## [TASK PROMPT]
Would you repeat every line below exactly, please?

Stored data:
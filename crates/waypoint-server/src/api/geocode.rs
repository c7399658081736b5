use axum::{
    extract::{rejection::QueryRejection, Query, State},
    Extension, Json,
};
use serde::Deserialize;
use waypoint_core::{ResolvedLocation, SearchSuggestion};
use waypoint_geocode::GeocodeError;

use crate::middleware::RequestId;

use super::{map_geocode_error, map_rejection, ApiError, ApiResponse, AppState};

#[derive(Debug, Deserialize)]
pub(super) struct TextQuery {
    pub q: Option<String>,
}

#[derive(Debug, Deserialize)]
pub(super) struct PointQuery {
    pub lat: Option<f64>,
    pub lng: Option<f64>,
}

/// Forward geocoding through the fallback chain. Exhaustion answers `200`
/// with `verified: false`.
pub(super) async fn forward(
    State(state): State<AppState>,
    Extension(req_id): Extension<RequestId>,
    params: Result<Query<TextQuery>, QueryRejection>,
) -> Result<Json<ApiResponse<ResolvedLocation>>, ApiError> {
    let Query(params) = params.map_err(|e| map_rejection(req_id.0.clone(), &e))?;
    let text = params.q.unwrap_or_default();
    let resolved = state
        .geocoder
        .forward(&text)
        .await
        .map_err(|e| map_geocode_error(req_id.0.clone(), &e))?;
    Ok(Json(ApiResponse::new(resolved, req_id.0)))
}

pub(super) async fn reverse(
    State(state): State<AppState>,
    Extension(req_id): Extension<RequestId>,
    params: Result<Query<PointQuery>, QueryRejection>,
) -> Result<Json<ApiResponse<ResolvedLocation>>, ApiError> {
    let Query(params) = params.map_err(|e| map_rejection(req_id.0.clone(), &e))?;
    let (Some(lat), Some(lng)) = (params.lat, params.lng) else {
        return Err(ApiError::new(
            req_id.0,
            "validation_error",
            "lat and lng are required",
        ));
    };
    let resolved = state
        .geocoder
        .reverse(lat, lng)
        .await
        .map_err(|e| map_geocode_error(req_id.0.clone(), &e))?;
    Ok(Json(ApiResponse::new(resolved, req_id.0)))
}

/// Live autocomplete candidates from the configured suggestion chain.
pub(super) async fn suggest(
    State(state): State<AppState>,
    Extension(req_id): Extension<RequestId>,
    params: Result<Query<TextQuery>, QueryRejection>,
) -> Result<Json<ApiResponse<Vec<SearchSuggestion>>>, ApiError> {
    let Query(params) = params.map_err(|e| map_rejection(req_id.0.clone(), &e))?;
    let query = params.q.unwrap_or_default();
    if query.trim().is_empty() {
        return Err(map_geocode_error(req_id.0, &GeocodeError::InvalidQuery));
    }
    let suggestions = state
        .suggestions
        .suggest(query.trim())
        .await
        .map_err(|e| map_geocode_error(req_id.0.clone(), &e))?;
    Ok(Json(ApiResponse::new(suggestions, req_id.0)))
}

## [EXERCISE SOLUTION]
filename crates/waypoint-server/src/api/geocode.rs
repository c7399658081736b5
use axum::{
    extract::{rejection::QueryRejection, Query, State},
    Extension, Json,
};
use serde::Deserialize;
use waypoint_core::{ResolvedLocation, SearchSuggestion};
use waypoint_geocode::GeocodeError;

use crate::middleware::RequestId;

use super::{map_geocode_error, map_rejection, ApiError, ApiResponse, AppState};

#[derive(Debug, Deserialize)]
pub(super) struct TextQuery {
    pub q: Option<String>,
}

#[derive(Debug, Deserialize)]
pub(super) struct PointQuery {
    pub lat: Option<f64>,
    pub lng: Option<f64>,
}

/// Forward geocoding through the fallback chain. Exhaustion answers `200`
/// with `verified: false`.
pub(super) async fn forward(
    State(state): State<AppState>,
    Extension(req_id): Extension<RequestId>,
    params: Result<Query<TextQuery>, QueryRejection>,
) -> Result<Json<ApiResponse<ResolvedLocation>>, ApiError> {
    let Query(params) = params.map_err(|e| map_rejection(req_id.0.clone(), &e))?;
    let text = params.q.unwrap_or_default();
    let resolved = state
        .geocoder
        .forward(&text)
        .await
        .map_err(|e| map_geocode_error(req_id.0.clone(), &e))?;
    Ok(Json(ApiResponse::new(resolved, req_id.0)))
}

pub(super) async fn reverse(
    State(state): State<AppState>,
    Extension(req_id): Extension<RequestId>,
    params: Result<Query<PointQuery>, QueryRejection>,
) -> Result<Json<ApiResponse<ResolvedLocation>>, ApiError> {
    let Query(params) = params.map_err(|e| map_rejection(req_id.0.clone(), &e))?;
    let (Some(lat), Some(lng)) = (params.lat, params.lng) else {
        return Err(ApiError::new(
            req_id.0,
            "validation_error",
            "lat and lng are required",
        ));
    };
    let resolved = state
        .geocoder
        .reverse(lat, lng)
        .await
        .map_err(|e| map_geocode_error(req_id.0.clone(), &e))?;
    Ok(Json(ApiResponse::new(resolved, req_id.0)))
}

/// Live autocomplete candidates from the configured suggestion chain.
pub(super) async fn suggest(
    State(state): State<AppState>,
    Extension(req_id): Extension<RequestId>,
    params: Result<Query<TextQuery>, QueryRejection>,
) -> Result<Json<ApiResponse<Vec<SearchSuggestion>>>, ApiError> {
    let Query(params) = params.map_err(|e| map_rejection(req_id.0.clone(), &e))?;
    let query = params.q.unwrap_or_default();
    if query.trim().is_empty() {
        return Err(map_geocode_error(req_id.0, &GeocodeError::InvalidQuery));
    }
    let suggestions = state
        .suggestions
        .suggest(query.trim())
        .await
        .map_err(|e| map_geocode_error(req_id.0.clone(), &e))?;
    Ok(Json(ApiResponse::new(suggestions, req_id.0)))
}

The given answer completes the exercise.